== SUPPLIED MATERIAL ==
//! Local IPC command handlers.
//!
//! Commands are looked up by name in a [`CommandTable`]. Every request gets
//! exactly one [`ServerMessage`] back, including malformed and unknown ones.

use historian_protocol::{
    parse_request, Request, ServerMessage, CMD_SET, CMD_STATUS, FIELD_CURRENT_PLAYER,
};
use serde_json::Value;
use std::collections::HashMap;
use tracing::debug;

use crate::error::{HistorianError, Result};
use crate::historian::SharedState;

pub type CommandHandler = fn(&SharedState, &Request) -> ServerMessage;

pub struct CommandTable {
    handlers: HashMap<&'static str, CommandHandler>,
}

impl CommandTable {
    pub fn empty() -> Self {
        Self {
            handlers: HashMap::new(),
        }
    }

    /// The commands served by the daemon: `status` and `set`.
    pub fn standard() -> Result<Self> {
        let mut table = Self::empty();
        table.register(CMD_STATUS, handle_status)?;
        table.register(CMD_SET, handle_set)?;
        Ok(table)
    }

    pub fn register(&mut self, name: &'static str, handler: CommandHandler) -> Result<()> {
        if self.handlers.contains_key(name) {
            return Err(HistorianError::DuplicateCommand(name.to_string()));
        }
        self.handlers.insert(name, handler);
        Ok(())
    }

    pub fn names(&self) -> Vec<&'static str> {
        let mut names: Vec<_> = self.handlers.keys().copied().collect();
        names.sort_unstable();
        names
    }

    pub fn dispatch(&self, state: &SharedState, request: &Request) -> ServerMessage {
        match self.handlers.get(request.cmd.as_str()) {
            Some(handler) => handler(state, request),
            None => ServerMessage::unknown_command(&request.cmd),
        }
    }

    /// Decodes one request line and dispatches it.
    pub fn handle_line(&self, state: &SharedState, line: &[u8]) -> ServerMessage {
        match parse_request(line) {
            Ok(request) => {
                debug!(cmd = %request.cmd, "IPC request received");
                self.dispatch(state, &request)
            }
            Err(err) => {
                debug!(error = %err, "Rejected IPC request");
                ServerMessage::request_error(&err)
            }
        }
    }
}

fn handle_status(state: &SharedState, _request: &Request) -> ServerMessage {
    ServerMessage::status(state.status())
}

fn handle_set(state: &SharedState, request: &Request) -> ServerMessage {
    if let Some(value) = request.params.get(FIELD_CURRENT_PLAYER) {
        match parse_player(value) {
            Ok(player) => state.set_player(player),
            Err(err) => return ServerMessage::failure(err.to_string()),
        }
    }
    handle_status(state, request)
}

/// Accepts a string or null; anything else is rejected.
pub fn parse_player(value: &Value) -> Result<Option<String>> {
    match value {
        Value::Null => Ok(None),
        Value::String(player) => Ok(Some(player.clone())),
        other => Err(HistorianError::InvalidPlayer(format!(
            "{} must be a string or null, got {}",
            FIELD_CURRENT_PLAYER,
            json_type_name(other)
        ))),
    }
}

fn json_type_name(value: &Value) -> &'static str {
    match value {
        Value::Null => "null",
        Value::Bool(_) => "boolean",
        Value::Number(_) => "number",
        Value::String(_) => "string",
        Value::Array(_) => "array",
        Value::Object(_) => "object",
    }
}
===
### [TASK TO COMPLETE]
All of the records must be repeated exactly.

### [SOLUTION FOR THIS PROBLEM]
//! Local IPC command handlers.
//!
//! Commands are looked up by name in a [`CommandTable`]. Every request gets
//! exactly one [`ServerMessage`] back, including malformed and unknown ones.

use historian_protocol::{
    parse_request, Request, ServerMessage, CMD_SET, CMD_STATUS, FIELD_CURRENT_PLAYER,
};
use serde_json::Value;
use std::collections::HashMap;
use tracing::debug;

use crate::error::{HistorianError, Result};
use crate::historian::SharedState;

pub type CommandHandler = fn(&SharedState, &Request) -> ServerMessage;

pub struct CommandTable {
    handlers: HashMap<&'static str, CommandHandler>,
}

impl CommandTable {
    pub fn empty() -> Self {
        Self {
            handlers: HashMap::new(),
        }
    }

    /// The commands served by the daemon: `status` and `set`.
    pub fn standard() -> Result<Self> {
        let mut table = Self::empty();
        table.register(CMD_STATUS, handle_status)?;
        table.register(CMD_SET, handle_set)?;
        Ok(table)
    }

    pub fn register(&mut self, name: &'static str, handler: CommandHandler) -> Result<()> {
        if self.handlers.contains_key(name) {
            return Err(HistorianError::DuplicateCommand(name.to_string()));
        }
        self.handlers.insert(name, handler);
        Ok(())
    }

    pub fn names(&self) -> Vec<&'static str> {
        let mut names: Vec<_> = self.handlers.keys().copied().collect();
        names.sort_unstable();
        names
    }

    pub fn dispatch(&self, state: &SharedState, request: &Request) -> ServerMessage {
        match self.handlers.get(request.cmd.as_str()) {
            Some(handler) => handler(state, request),
            None => ServerMessage::unknown_command(&request.cmd),
        }
    }

    /// Decodes one request line and dispatches it.
    pub fn handle_line(&self, state: &SharedState, line: &[u8]) -> ServerMessage {
        match parse_request(line) {
            Ok(request) => {
                debug!(cmd = %request.cmd, "IPC request received");
                self.dispatch(state, &request)
            }
            Err(err) => {
                debug!(error = %err, "Rejected IPC request");
                ServerMessage::request_error(&err)
            }
        }
    }
}

fn handle_status(state: &SharedState, _request: &Request) -> ServerMessage {
    ServerMessage::status(state.status())
}

fn handle_set(state: &SharedState, request: &Request) -> ServerMessage {
    if let Some(value) = request.params.get(FIELD_CURRENT_PLAYER) {
        match parse_player(value) {
            Ok(player) => state.set_player(player),
            Err(err) => return ServerMessage::failure(err.to_string()),
        }
    }
    handle_status(state, request)
}

/// Accepts a string or null; anything else is rejected.
pub fn parse_player(value: &Value) -> Result<Option<String>> {
    match value {
        Value::Null => Ok(None),
        Value::String(player) => Ok(Some(player.clone())),
        other => Err(HistorianError::InvalidPlayer(format!(
            "{} must be a string or null, got {}",
            FIELD_CURRENT_PLAYER,
            json_type_name(other)
        ))),
    }
}

fn json_type_name(value: &Value) -> &'static str {
    match value {
        Value::Null => "null",
        Value::Bool(_) => "boolean",
        Value::Number(_) => "number",
        Value::String(_) => "string",
        Value::Array(_) => "array",
        Value::Object(_) => "object",
    }
}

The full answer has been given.